Friday, 29 May 2015

Muntjac: a deer with fangs

There is a possibility that, next year at The Institute, I will be asked to teach Molecular Biology and Immunology to our 4th Year Biologists. I had my annual timetable meeting with the new HoD and was boasting about my research record discovering genes of immunological interest in chickens Gallus gallus and cows Bos taurus.  Suddenly I twigged that my roomie has been kicked upstairs to a part-time admin position and was looking to shed her 4hrs/wk MolBol&Imm lectures!  Bottling out and back-pedalling, I stoutly asserted I was a) old and b) hoping to coast quietly down-river to retirement and that c) it would be better taught by some young person more up to date with his/her MolBio. After I thought a bit and acquired a backbone, I e-mailed the HoD to say that I'd be happy to teach MolBolImmunol if that would help the cause. We'll see and you'll hear how that turns out in due course. Then over the w/e El Asturiano sent me a link about the Indian Muntjac and I was kick-started to think that I could do whole chunks of the 4th Year course just talking about cetartiodactyls, a word I find I used without definition [shame] a couple of weeks ago. For starters I could tell them a war story from the battle with morphologists by which molecular evolutionists defined a new mammalian order Cetartiodactyla to include cows, sheep, goats, antelopes, pigs, hippos, llamas, camels and . . . whales.
Mais revenons nous a nos muntjacs. The genus Muntiacus consists of about a dozen species of small deer.  Fossils that can fit into this genus have been found in Miocene [7-24mya] deposits in Central Europe, making it one of the oldest extant types of deer. M. reevesi the Chinese muntjac has been introduced into England through the ineptitude of the Duke of Bedford who allowed these exotics to escape from his estate at Woburn in 1925.  Since then the species has spread to pretty much every county. Munjacs are small, but you can differentiate an adult muntjac from a juvenile some-other-deer by the presence of its tusks - enlarged upper canines most clearly seen on the stripped skull [L above].  That's not so surprising as pigs are cetartiodactyls also although they tend to develop the lower canines into formidable weapons. The most extreme example of canine development is in Babyrousa babyrussa known in English as . . . the babirusa. Their upper canines start development pointing downwards and then, in males, do an extraordinary and elaborate curve upwards to punch through the maxilla to create a fearsome curlicue in front of the eyes.  What are the developmental signals that drive that?  Dunno, but my students next year are going to find out!

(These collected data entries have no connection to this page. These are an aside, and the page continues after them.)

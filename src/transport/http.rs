use async_trait::async_trait;
use serde::Serialize;
use serde_json::Value;
use tracing::{Level, event, instrument};
use url::Url;

use super::{
    Config,
    IntoMalformedResponse,
    IntoRequestError,
    Transport,
    TransportError,
};

/// A [`Transport`] that POSTs JSON envelopes to the broker over HTTP.
#[derive(Debug, Clone)]
pub struct HttpBroker {
    client: reqwest::Client,
    log_messages: bool,
}

#[derive(Serialize)]
#[serde(rename_all = "camelCase")]
struct BrokerRequest<'a> {
    service_name: &'a str,
    method_name: &'a str,
    args: &'a Value,
}

impl HttpBroker {
    pub fn new(config: &Config) -> Result<Self, TransportError> {
        let client = reqwest::Client::builder()
            .timeout(config.timeout)
            .build()
            .into_request_error("failed to build HTTP client")?;

        Ok(Self {
            client,
            log_messages: config.log_messages,
        })
    }
}

#[async_trait]
impl Transport for HttpBroker {
    #[instrument(skip(self, args), err)]
    async fn submit(
        &self,
        endpoint: &Url,
        service: &str,
        operation: &str,
        args: Value,
    ) -> Result<Value, TransportError> {
        if self.log_messages {
            event!(Level::DEBUG, %args, "broker request");
        }

        let request = BrokerRequest {
            service_name: service,
            method_name: operation,
            args: &args,
        };

        let response = self
            .client
            .post(endpoint.clone())
            .json(&request)
            .send()
            .await
            .into_request_error(format!("{service}.{operation}"))?;

        let status = response.status();
        let body = response
            .text()
            .await
            .into_request_error(format!("reading {service}.{operation} response"))?;

        if self.log_messages {
            event!(Level::DEBUG, status = status.as_u16(), body = %body, "broker response");
        }

        if !status.is_success() {
            return Err(TransportError::Status {
                status: status.as_u16(),
                operation: operation.to_string(),
                body,
            });
        }

        if body.trim().is_empty() {
            return Ok(Value::Null);
        }

        serde_json::from_str(&body).into_malformed_response(format!("{service}.{operation}"))
    }
}

#[cfg(test)]
mod tests {
    use std::sync::Arc;

    use axum::{Json, http::StatusCode, routing::post};
    use parking_lot::Mutex;
    use serde_json::json;
    use tokio::net::TcpListener;

    use super::*;
    use crate::transport::{REQUEST_PATH, broker_endpoint};

    /// Serves one canned answer at the request path and records what arrived.
    async fn broker(status: StatusCode, body: &'static str) -> (Url, Arc<Mutex<Option<Value>>>) {
        let seen = Arc::new(Mutex::new(None));
        let recorder = seen.clone();
        let app = axum::Router::new().route(
            REQUEST_PATH,
            post(move |Json(request): Json<Value>| async move {
                *recorder.lock() = Some(request);
                (status, body)
            }),
        );

        let listener = TcpListener::bind("127.0.0.1:0").await.unwrap();
        let address = listener.local_addr().unwrap();
        tokio::spawn(async move { axum::serve(listener, app).await.unwrap() });

        (broker_endpoint(&address.to_string()).unwrap(), seen)
    }

    fn client() -> HttpBroker {
        HttpBroker::new(&Config::default()).unwrap()
    }

    #[tokio::test]
    async fn posts_the_envelope_and_decodes_the_result() {
        let (endpoint, seen) = broker(StatusCode::OK, r#"{"files":[]}"#).await;

        let result = client()
            .submit(&endpoint, "restFsService", "listFiles", json!({ "path": ["a"] }))
            .await
            .unwrap();

        assert_eq!(result, json!({ "files": [] }));
        assert_eq!(
            seen.lock().clone(),
            Some(json!({
                "serviceName": "restFsService",
                "methodName": "listFiles",
                "args": { "path": ["a"] },
            }))
        );
    }

    #[tokio::test]
    async fn empty_body_is_null() {
        let (endpoint, _) = broker(StatusCode::OK, "").await;

        let result = client()
            .submit(&endpoint, "restFsService", "saveFile", json!({}))
            .await
            .unwrap();

        assert_eq!(result, Value::Null);
    }

    #[tokio::test]
    async fn error_status_keeps_the_body() {
        let (endpoint, _) = broker(StatusCode::SERVICE_UNAVAILABLE, "down").await;

        assert!(matches!(
            client().submit(&endpoint, "restFsService", "listFiles", json!({})).await,
            Err(TransportError::Status { status: 503, operation, body })
                if operation == "listFiles" && body == "down"
        ));
    }

    #[tokio::test]
    async fn garbage_is_a_malformed_response() {
        let (endpoint, _) = broker(StatusCode::OK, "not json").await;

        assert!(matches!(
            client().submit(&endpoint, "restFsService", "listFiles", json!({})).await,
            Err(TransportError::MalformedResponse { .. })
        ));
    }
}
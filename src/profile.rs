//! Server profiles: the configured set of broker-reachable servers.

use ahash::HashSet;
use schemars::JsonSchema;
use serde::{Deserialize, Serialize};
use url::Url;

use crate::vfs::VfsPath;

/// One configured remote server.
///
/// The profile's `name` is the root segment it appears under in the virtual
/// tree, so it is unique, non-empty and free of path separators.
#[derive(Clone, Debug, PartialEq, Eq, Serialize, Deserialize, JsonSchema)]
pub struct Profile {
    /// Stable identifier. Survives renames.
    pub id: String,

    /// Display name and root segment.
    pub name: String,

    /// Base URL of the broker fronting this server. A missing scheme is
    /// treated as `http://`.
    pub broker_url: String,

    /// Base URL that folder icons are resolved against.
    #[serde(default, skip_serializing_if = "Option::is_none")]
    pub image_url: Option<Url>,

    #[serde(default, skip_serializing_if = "Option::is_none")]
    pub search_url: Option<Url>,

    /// Mount this profile at startup.
    #[serde(default)]
    pub auto_connect: bool,
}

impl Profile {
    pub fn new(id: impl Into<String>, name: impl Into<String>, broker_url: impl Into<String>) -> Self {
        Self {
            id: id.into(),
            name: name.into(),
            broker_url: broker_url.into(),
            image_url: None,
            search_url: None,
            auto_connect: false,
        }
    }

    /// The profile's root path in the virtual tree.
    pub fn root(&self) -> VfsPath {
        VfsPath::home().child(self.name.clone())
    }
}

#[derive(Debug, thiserror::Error)]
#[non_exhaustive]
pub enum ProfileError {
    #[error("duplicate profile id {0:?}")]
    DuplicateId(String),
    #[error("duplicate profile name {0:?}")]
    DuplicateName(String),
    #[error("invalid profile name {0:?}")]
    InvalidName(String),
    #[error("profile name {0:?} is taken by the session root")]
    SessionNameClash(String),
    #[error("unknown profile {0:?}")]
    UnknownProfile(String),
}

/// Checks that `profiles` can share one namespace with the session root.
pub fn validate(profiles: &[Profile], session_name: &str) -> Result<(), ProfileError> {
    let mut ids = HashSet::default();
    let mut names = HashSet::default();

    for profile in profiles {
        if crate::vfs::validate_name(&profile.name).is_err() {
            return Err(ProfileError::InvalidName(profile.name.clone()));
        }
        if profile.name == session_name {
            return Err(ProfileError::SessionNameClash(profile.name.clone()));
        }
        if !ids.insert(profile.id.as_str()) {
            return Err(ProfileError::DuplicateId(profile.id.clone()));
        }
        if !names.insert(profile.name.as_str()) {
            return Err(ProfileError::DuplicateName(profile.name.clone()));
        }
    }

    Ok(())
}

#[cfg(test)]
mod tests {
    use super::*;

    #[test]
    fn accepts_distinct_profiles() {
        let profiles = [
            Profile::new("1", "Server1", "broker1"),
            Profile::new("2", "Server2", "broker2"),
        ];
        assert!(validate(&profiles, "Local").is_ok());
    }

    #[test]
    fn rejects_collisions() {
        let dup_id = [Profile::new("1", "A", "b"), Profile::new("1", "B", "b")];
        assert!(matches!(validate(&dup_id, "Local"), Err(ProfileError::DuplicateId(id)) if id == "1"));

        let dup_name = [Profile::new("1", "A", "b"), Profile::new("2", "A", "b")];
        assert!(matches!(validate(&dup_name, "Local"), Err(ProfileError::DuplicateName(_))));

        let clash = [Profile::new("1", "Local", "b")];
        assert!(matches!(validate(&clash, "Local"), Err(ProfileError::SessionNameClash(_))));
    }

    #[test]
    fn rejects_unusable_names() {
        for name in ["", "a/b", ".."] {
            let profiles = [Profile::new("1", name, "b")];
            assert!(matches!(validate(&profiles, "Local"), Err(ProfileError::InvalidName(_))));
        }
    }
}
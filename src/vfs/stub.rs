use async_trait::async_trait;

use super::{Error, ItemRef, Node, Outcomes, Provider};

/// Stands in for a profile that is configured but not mounted.
///
/// Reads come back empty and every mutation fails with
/// [`Error::Unsupported`].
#[derive(Debug, Clone)]
pub struct StubProvider {
    name: String,
}

impl StubProvider {
    pub fn new(name: impl Into<String>) -> Self {
        Self { name: name.into() }
    }

    pub fn name(&self) -> &str {
        &self.name
    }
}

const READ_ONLY: Error = Error::Unsupported("profile is not mounted");

#[async_trait]
impl Provider for StubProvider {
    async fn get_contents(&self, _path: &[String]) -> Result<Vec<Node>, Error> {
        Ok(Vec::new())
    }

    async fn get_folder_tree(&self) -> Result<Node, Error> {
        Ok(Node::folder(self.name.clone()))
    }

    async fn create_directory(&self, _path: &[String], _name: &str) -> Result<(), Error> {
        Err(READ_ONLY)
    }

    async fn remove_directory(&self, _path: &[String], _name: &str) -> Result<(), Error> {
        Err(READ_ONLY)
    }

    async fn create_file(&self, _path: &[String], _name: &str) -> Result<(), Error> {
        Err(READ_ONLY)
    }

    async fn delete_file(&self, _path: &[String], _name: &str) -> Result<(), Error> {
        Err(READ_ONLY)
    }

    async fn rename(&self, _path: &[String], _old: &str, _new: &str) -> Result<(), Error> {
        Err(READ_ONLY)
    }

    async fn move_items(&self, _path: &[String], _dest: &[String], items: &[ItemRef]) -> Outcomes {
        items.iter().map(|_| Err(READ_ONLY)).collect()
    }

    async fn copy_items(&self, _path: &[String], _dest: &[String], items: &[ItemRef]) -> Outcomes {
        items.iter().map(|_| Err(READ_ONLY)).collect()
    }

    async fn upload_file(&self, _path: &[String], _name: &str, _content: &str) -> Result<(), Error> {
        Err(READ_ONLY)
    }

    async fn import_tree(&self, _dest: &[String], _tree: &Node) -> Result<(), Error> {
        Err(READ_ONLY)
    }

    async fn get_file_content(&self, _path: &[String], _name: &str) -> Result<String, Error> {
        Err(READ_ONLY)
    }

    async fn save_file_content(
        &self,
        _path: &[String],
        _name: &str,
        _content: &str,
    ) -> Result<(), Error> {
        Err(READ_ONLY)
    }

    async fn has_file(&self, _path: &[String], _name: &str) -> bool {
        false
    }

    async fn has_folder(&self, _path: &[String], _name: &str) -> bool {
        false
    }
}

#[cfg(test)]
mod tests {
    use super::*;

    fn unsupported(result: Result<(), Error>) -> bool {
        matches!(result, Err(Error::Unsupported(_)))
    }

    #[tokio::test]
    async fn every_call_is_safe() {
        let stub = StubProvider::new("Server1");
        let here = vec!["a".to_string()];

        assert!(stub.get_contents(&here).await.unwrap().is_empty());
        let root = stub.get_folder_tree().await.unwrap();
        assert_eq!(root.name, "Server1");
        assert!(root.is_folder());

        assert!(!stub.has_file(&here, "x").await);
        assert!(!stub.has_folder(&here, "x").await);

        assert!(unsupported(stub.create_directory(&here, "x").await));
        assert!(unsupported(stub.remove_directory(&here, "x").await));
        assert!(unsupported(stub.create_file(&here, "x").await));
        assert!(unsupported(stub.delete_file(&here, "x").await));
        assert!(unsupported(stub.rename(&here, "x", "y").await));
        assert!(unsupported(stub.upload_file(&here, "x", "").await));
        assert!(unsupported(stub.import_tree(&here, &Node::folder("x")).await));
        assert!(unsupported(stub.save_file_content(&here, "x", "").await));
        assert!(matches!(
            stub.get_file_content(&here, "x").await,
            Err(Error::Unsupported(_))
        ));

        let items = [ItemRef::file("x"), ItemRef::folder("y")];
        let moved = stub.move_items(&here, &[], &items).await;
        let copied = stub.copy_items(&here, &[], &items).await;
        assert_eq!(moved.len(), 2);
        assert!(moved.into_iter().chain(copied).all(unsupported));
        assert!(stub.notes().is_none());
    }
}
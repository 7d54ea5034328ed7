#[derive(Debug, thiserror::Error, thiserror_ext::ContextInto)]
#[non_exhaustive]
pub enum TransportError {
    #[error("broker request failed: {from}")]
    RequestError { source: reqwest::Error, from: String },
    #[error("broker answered {status} to {operation}: {body}")]
    Status {
        status: u16,
        operation: String,
        body: String,
    },
    #[error("malformed broker response: {from}")]
    MalformedResponse {
        source: serde_json::Error,
        from: String,
    },
    #[error("invalid broker URL {url:?}")]
    InvalidEndpoint { source: url::ParseError, url: String },
}
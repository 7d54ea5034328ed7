use std::path::Path;

use anyhow::{Result, bail};
use figment::{
    Figment,
    providers::{Env, Format, Toml},
};
use schemars::JsonSchema;
use serde::{Deserialize, Serialize};
use serde_inline_default::serde_inline_default;
use url::Url;

use crate::{profile, profile::Profile, transport, vfs};

#[serde_inline_default]
#[derive(Clone, Debug, Serialize, Deserialize, JsonSchema)]
pub struct SessionConfig {
    #[serde_inline_default("Local".to_string())]
    /// Name of the in-process store, shown as the first root under Home.
    pub name: String,

    #[serde(default)]
    /// Base URL for icons of Home, the session and profiles without an image
    /// URL of their own.
    pub default_image_url: Option<Url>,
}

impl Default for SessionConfig {
    fn default() -> Self {
        Self {
            name: "Local".to_string(),
            default_image_url: None,
        }
    }
}

#[derive(Debug, Default, Serialize, Deserialize, Clone, JsonSchema)]
pub struct Config {
    #[serde(default)]
    pub session: SessionConfig,
    #[serde(default)]
    pub broker: transport::Config,
    #[serde(default)]
    pub profiles: Vec<Profile>,
}

impl Config {
    pub fn load() -> Result<Config> {
        Self::load_from("brokerfs.toml")
    }

    pub fn load_from(path: impl AsRef<Path>) -> Result<Config> {
        let config: Config = Figment::new()
            .merge(Toml::file(path))
            .merge(Env::prefixed("BROKERFS_").split("__"))
            .extract()?;

        config.validate()?;
        Ok(config)
    }

    pub fn validate(&self) -> Result<()> {
        if vfs::validate_name(&self.session.name).is_err() {
            bail!("invalid session name {:?}", self.session.name);
        }
        profile::validate(&self.profiles, &self.session.name)?;

        Ok(())
    }
}

#[cfg(test)]
mod tests {
    use std::time::Duration;

    use figment::Jail;

    use super::*;

    #[test]
    fn defaults_without_a_file() {
        Jail::expect_with(|_| {
            let config = Config::load().map_err(|e| e.to_string())?;

            assert_eq!(config.session.name, "Local");
            assert_eq!(config.broker.timeout, Duration::from_secs(30));
            assert!(config.profiles.is_empty());
            Ok(())
        });
    }

    #[test]
    fn reads_file_and_environment() {
        Jail::expect_with(|jail| {
            jail.create_file(
                "brokerfs.toml",
                r#"
                [session]
                name = "Mine"

                [broker]
                timeout = "5s"

                [[profiles]]
                id = "1"
                name = "Server1"
                broker_url = "broker1.test"
                auto_connect = true
                "#,
            )?;
            jail.set_env("BROKERFS_BROKER__LOG_MESSAGES", "true");

            let config = Config::load().map_err(|e| e.to_string())?;

            assert_eq!(config.session.name, "Mine");
            assert_eq!(config.broker.timeout, Duration::from_secs(5));
            assert!(config.broker.log_messages);
            assert_eq!(config.profiles.len(), 1);
            assert!(config.profiles[0].auto_connect);
            Ok(())
        });
    }

    #[test]
    fn rejects_profile_named_like_the_session() {
        Jail::expect_with(|jail| {
            jail.create_file(
                "custom.toml",
                r#"
                [[profiles]]
                id = "1"
                name = "Local"
                broker_url = "broker1.test"
                "#,
            )?;

            assert!(Config::load_from("custom.toml").is_err());
            Ok(())
        });
    }
}
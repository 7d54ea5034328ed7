use std::ops::Deref;

use async_trait::async_trait;
use trait_enum::trait_enum;

use super::{Error, HomeProvider, ItemRef, Node, RemoteProvider, SessionStore, StubProvider};

/// One result per item of a multi-item operation, in request order.
pub type Outcomes = Vec<Result<(), Error>>;

/// A backend that owns one root of the virtual tree.
///
/// Every path handed to a provider is relative to its own root: the router
/// strips the root segment before calling in. Mutating operations address an
/// entry by its parent folder and its name.
#[async_trait]
pub trait Provider: Send + Sync {
    /// Lists one level of the folder at `path`. Folders come back with empty,
    /// unloaded children and `.magnet` sidecars are already folded into their
    /// folders.
    async fn get_contents(&self, path: &[String]) -> Result<Vec<Node>, Error>;

    /// The provider's root node with its immediate children loaded.
    async fn get_folder_tree(&self) -> Result<Node, Error>;

    async fn create_directory(&self, path: &[String], name: &str) -> Result<(), Error>;

    /// Removes the folder `name` and, if present, its `.magnet` sidecar.
    async fn remove_directory(&self, path: &[String], name: &str) -> Result<(), Error>;

    async fn create_file(&self, path: &[String], name: &str) -> Result<(), Error>;
    async fn delete_file(&self, path: &[String], name: &str) -> Result<(), Error>;

    /// Renames `old_name` to `new_name` inside `path`, carrying a `.magnet`
    /// sidecar along when one exists.
    async fn rename(&self, path: &[String], old_name: &str, new_name: &str) -> Result<(), Error>;

    /// Moves each item from `path` into `dest` independently.
    async fn move_items(&self, path: &[String], dest: &[String], items: &[ItemRef]) -> Outcomes;

    /// Copies each item from `path` into `dest` independently.
    async fn copy_items(&self, path: &[String], dest: &[String], items: &[ItemRef]) -> Outcomes;

    async fn upload_file(&self, path: &[String], name: &str, content: &str) -> Result<(), Error>;

    /// Merges an exported node tree into the folder at `dest`.
    async fn import_tree(&self, dest: &[String], tree: &Node) -> Result<(), Error>;

    async fn get_file_content(&self, path: &[String], name: &str) -> Result<String, Error>;
    async fn save_file_content(&self, path: &[String], name: &str, content: &str)
    -> Result<(), Error>;

    /// Advisory existence probe. Never fails: any error reads as `false`.
    async fn has_file(&self, path: &[String], name: &str) -> bool;

    /// Advisory existence probe. Never fails: any error reads as `false`.
    async fn has_folder(&self, path: &[String], name: &str) -> bool;

    /// Note storage, for providers that have it.
    fn notes(&self) -> Option<&dyn Notes> {
        None
    }
}

/// Per-folder markdown notes.
#[async_trait]
pub trait Notes: Send + Sync {
    async fn get_note(&self, path: &[String]) -> Result<Option<String>, Error>;
    async fn save_note(&self, path: &[String], content: &str) -> Result<(), Error>;
}

#[derive(Debug, Copy, Clone, PartialEq, Eq, Hash)]
pub enum ProviderKind {
    Home,
    Session,
    Remote,
    Stub,
}

/// An opaque wrapper for one of the concrete [`Provider`]s.
#[repr(transparent)]
pub struct ProviderInstance {
    inner: ProviderInstanceInner,
}

impl ProviderInstance {
    pub fn kind(&self) -> ProviderKind {
        match &self.inner {
            ProviderInstanceInner::HomeProvider(_) => ProviderKind::Home,
            ProviderInstanceInner::SessionStore(_) => ProviderKind::Session,
            ProviderInstanceInner::RemoteProvider(_) => ProviderKind::Remote,
            ProviderInstanceInner::StubProvider(_) => ProviderKind::Stub,
        }
    }

    pub fn as_remote(&self) -> Option<&RemoteProvider> {
        match &self.inner {
            ProviderInstanceInner::RemoteProvider(remote) => Some(remote),
            _ => None,
        }
    }

    /// Whether the notes pane has anything to talk to.
    pub fn has_note_support(&self) -> bool {
        self.notes().is_some()
    }
}

impl From<HomeProvider> for ProviderInstance {
    fn from(home: HomeProvider) -> Self {
        Self {
            inner: ProviderInstanceInner::HomeProvider(home),
        }
    }
}

impl From<SessionStore> for ProviderInstance {
    fn from(session: SessionStore) -> Self {
        Self {
            inner: ProviderInstanceInner::SessionStore(session),
        }
    }
}

impl From<RemoteProvider> for ProviderInstance {
    fn from(remote: RemoteProvider) -> Self {
        Self {
            inner: ProviderInstanceInner::RemoteProvider(remote),
        }
    }
}

impl From<StubProvider> for ProviderInstance {
    fn from(stub: StubProvider) -> Self {
        Self {
            inner: ProviderInstanceInner::StubProvider(stub),
        }
    }
}

impl Deref for ProviderInstance {
    type Target = dyn Provider;

    fn deref(&self) -> &Self::Target {
        self.inner.deref()
    }
}

impl std::fmt::Debug for ProviderInstance {
    fn fmt(&self, f: &mut std::fmt::Formatter<'_>) -> std::fmt::Result {
        f.debug_tuple("ProviderInstance").field(&self.kind()).finish()
    }
}

trait_enum! {
    enum ProviderInstanceInner: Provider {
            HomeProvider,
            SessionStore,
            RemoteProvider,
            StubProvider
        }
}
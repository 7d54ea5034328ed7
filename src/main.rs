#![forbid(unsafe_code)]

use std::{path::PathBuf, sync::Arc};

use anyhow::{Context, Result};
use clap::{Parser, Subcommand};
use mimalloc::MiMalloc;
use thiserror_ext::AsReport;
use tracing::{Level, event};
use tracing_log::LogTracer;
use tracing_subscriber::{
    filter::{EnvFilter, LevelFilter},
    fmt::format::FmtSpan,
    prelude::*,
};

#[global_allocator]
static GLOBAL: MiMalloc = MiMalloc;

use brokerfs::{
    auth::AuthClient,
    config::Config,
    transport::HttpBroker,
    vfs::{Node, SessionStore, VfsPath},
    workspace::Workspace,
};

#[derive(Parser, Debug)]
#[command(name = "brokerfs", version, about)]
struct Args {
    /// Configuration file to read instead of `brokerfs.toml`.
    #[arg(short, long, env = "BROKERFS_CONFIG")]
    config: Option<PathBuf>,

    /// JSON tree, as written by `export`, to merge into the session root
    /// before running the command.
    #[arg(short, long, value_name = "JSON")]
    import: Option<PathBuf>,

    #[command(subcommand)]
    command: Command,
}

#[derive(Subcommand, Debug)]
enum Command {
    /// List one folder.
    Ls { path: String },
    /// Print the Home tree as loaded after auto-mount.
    Tree,
    /// Print a file.
    Cat { path: String },
    /// Print a folder and everything below it as JSON.
    Export { path: String },
}

fn print_tree(node: &Node, depth: usize) {
    let marker = match (node.is_folder(), node.connected) {
        (_, Some(false)) => " (not connected)",
        (true, _) if node.is_magnet => " (magnet)",
        _ => "",
    };
    println!("{:indent$}{}{marker}", "", node.name, indent = depth * 2);

    for child in node.children.iter().flatten() {
        print_tree(child, depth + 1);
    }
}

#[tokio::main]
pub async fn main() -> Result<()> {
    LogTracer::init()?;

    let env_filter = EnvFilter::builder()
        .with_env_var("BROKERFS_LOG")
        .with_default_directive(LevelFilter::INFO.into())
        .from_env()?;
    let fmt_layer = tracing_subscriber::fmt::layer()
        .with_writer(std::io::stderr)
        .with_span_events(FmtSpan::CLOSE)
        .with_filter(env_filter);
    let subscriber = tracing_subscriber::registry().with(fmt_layer);
    tracing::subscriber::set_global_default(subscriber)?;

    let args = Args::parse();

    let config = match &args.config {
        Some(path) => Config::load_from(path)?,
        None => Config::load()?,
    };

    let broker = Arc::new(HttpBroker::new(&config.broker)?);
    let workspace = Workspace::new(
        SessionStore::new(config.session.name.clone()),
        config.profiles.clone(),
        config.session.default_image_url.clone(),
        broker.clone(),
        Arc::new(AuthClient::new(broker)),
    )?;

    for outcome in workspace.auto_mount().await {
        if let Err(error) = outcome.result {
            event!(Level::WARN, profile = %outcome.profile.name, error = %error.as_report(), "not mounted");
        }
    }

    if let Some(import) = &args.import {
        let raw = std::fs::read_to_string(import)
            .with_context(|| format!("reading {}", import.display()))?;
        let tree: Node = serde_json::from_str(&raw)?;
        workspace
            .import_tree(&VfsPath::parse(&config.session.name), &tree)
            .await?;
    }

    match args.command {
        Command::Ls { path } => {
            let path = VfsPath::parse(&path);
            let provider = workspace.resolve_provider(&path)?;
            for node in provider.get_contents(path.relative()).await? {
                let kind = if node.is_folder() { 'd' } else { '-' };
                println!("{kind} {}", node.name);
            }
        }
        Command::Tree => {
            let tree = workspace.reload_tree().await?;
            print_tree(&tree, 0);
        }
        Command::Cat { path } => {
            let path = VfsPath::parse(&path);
            let name = path.name().context("cat needs a file path")?;
            print!("{}", workspace.read_file(&path.parent(), name).await?);
        }
        Command::Export { path } => {
            let tree = workspace.export_tree(&VfsPath::parse(&path)).await?;
            println!("{}", serde_json::to_string_pretty(&tree)?);
        }
    }

    Ok(())
}
//! Per-profile login against the broker.
//!
//! A successful login yields an [`Identity`] whose alias scopes note calls on
//! that profile's remote provider.

mod client;
mod error;

pub use client::*;
pub use error::*;
impl Entry {
    fn folder() -> Self {
        Entry::Folder {
            children: BTreeMap::new(),
            modified: SystemTime::now(),
        }
    }

    fn file(content: impl Into<String>) -> Self {
        Entry::File {
            content: content.into(),
            modified: SystemTime::now(),
        }
    }

    fn kind(&self) -> NodeKind {
        match self {
            Entry::Folder { .. } => NodeKind::Folder,
            Entry::File { .. } => NodeKind::File,
        }
    }

    /// The children of the folder at `path` below this entry.
    fn folder_at(&self, path: &[String]) -> Option<&BTreeMap<String, Entry>> {
        let mut entry = self;
        for segment in path {
            entry = match entry {
                Entry::Folder { children, .. } => children.get(segment)?,
                Entry::File { .. } => return None,
            };
        }

        match entry {
            Entry::Folder { children, .. } => Some(children),
            Entry::File { .. } => None,
        }
    }

    fn folder_at_mut(
        &mut self,
        path: &[String],
    ) -> Option<(&mut BTreeMap<String, Entry>, &mut SystemTime)> {
        let mut entry = self;
        for segment in path {
            entry = match entry {
                Entry::Folder { children, .. } => children.get_mut(segment)?,
                Entry::File { .. } => return None,
            };
        }

        match entry {
            Entry::Folder { children, modified } => Some((children, modified)),
            Entry::File { .. } => None,
        }
    }

    fn to_node(&self, name: &str) -> Node {
        match self {
            Entry::Folder { modified, .. } => {
                let mut node = Node::folder(name).unloaded();
                node.modified = Some(*modified);
                node
            }
            Entry::File { modified, .. } => {
                let mut node = Node::file(name);
                node.modified = Some(*modified);
                node
            }
        }
    }

    fn from_node(node: &Node) -> Self {
        match node.kind {
            NodeKind::File => Entry::file(node.content.clone().unwrap_or_default()),
            NodeKind::Folder => {
                let children = node
                    .children
                    .iter()
                    .flatten()
                    .filter(|child| validate_name(&child.name).is_ok())
                    .map(|child| (child.name.clone(), Entry::from_node(child)))
                    .collect();

                Entry::Folder {
                    children,
                    modified: SystemTime::now(),
                }
            }
        }
    }

    /// Merges `other` into `self`. Folders merge recursively, anything else
    /// is overwritten.
    fn merge(&mut self, other: Entry) {
        match (self, other) {
            (
                Entry::Folder { children, modified },
                Entry::Folder {
                    children: incoming, ..
                },
            ) => {
                for (name, entry) in incoming {
                    match children.get_mut(&name) {
                        Some(existing) => existing.merge(entry),
                        None => {
                            children.insert(name, entry);
                        }
                    }
                }
                *modified = SystemTime::now();
            }
            (this, other) => *this = other,
        }
    }
}

#[derive(Debug)]
struct State {
    root: Entry,
    notes: HashMap<String, String>,
}

/// An in-memory tree that lives as long as the process.
///
/// Cloning is cheap and every clone sees the same tree.
#[derive(Debug, Clone)]
pub struct SessionStore {
    name: String,
    state: Arc<RwLock<State>>,
}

Muntiacus reevesi has a more or less normal number of chromosomes at 2N=46, which happens to be the same number as we have but it has a sister species Muntiacus muntjak which is only distinguishable from M. reevesi through very careful scrutiny by an expert 'deerologist'. M. muntjak, in contrast to Bedford's Folly, has the distinction of having the smallest number of chromosomes of any mammal at 2N=6,7.  The 6,7 indicates another bizarre trait: females have 6 chromosomes (2 pairs of 'autosomes' + XX), males in this species have 7 (2 pairs of 'autosomes' + X+Y1+Y2).  Somewhere along the way, their Y chromosome has gotten split into two unequal halves.  Despite this absurd difference in chromosome count, the two species are interfertile, sort of, the cross yields viable offspring but they are sterile in  the same way as crosses between horses Equus caballus and donkeys Equus africanus asinus are called mules or hinnies (depending on which species is the jumper and which the jumpee).

Everybode kno that mules are sterile at least partly because they cannot sort out the discrepancy in chromosome number of their parents 2N=64 for horse and 2N=62 for donkeys and the hybrids have an odd number at 2N=63 presumably with two short chromosomes from horse trying to pair up with a single long one from the donkey parent. In fact not all female mules are sterile and there have been numerous (but still proportionately rare) examples since the time of Herodotus. The Muntiacus hybrid must be a real mess at meiosis when the pairs of chromosomes line up to halve their number to produce the gametes: sperm and egg. Lest you think that the USA has a corner on gun-nuts, you can shoot a muntjak in England if you have a gun and £75.  The deer which I illustrate [R] to show they are but little (and not fierce) are neither sleeping nor smiling, they are venison.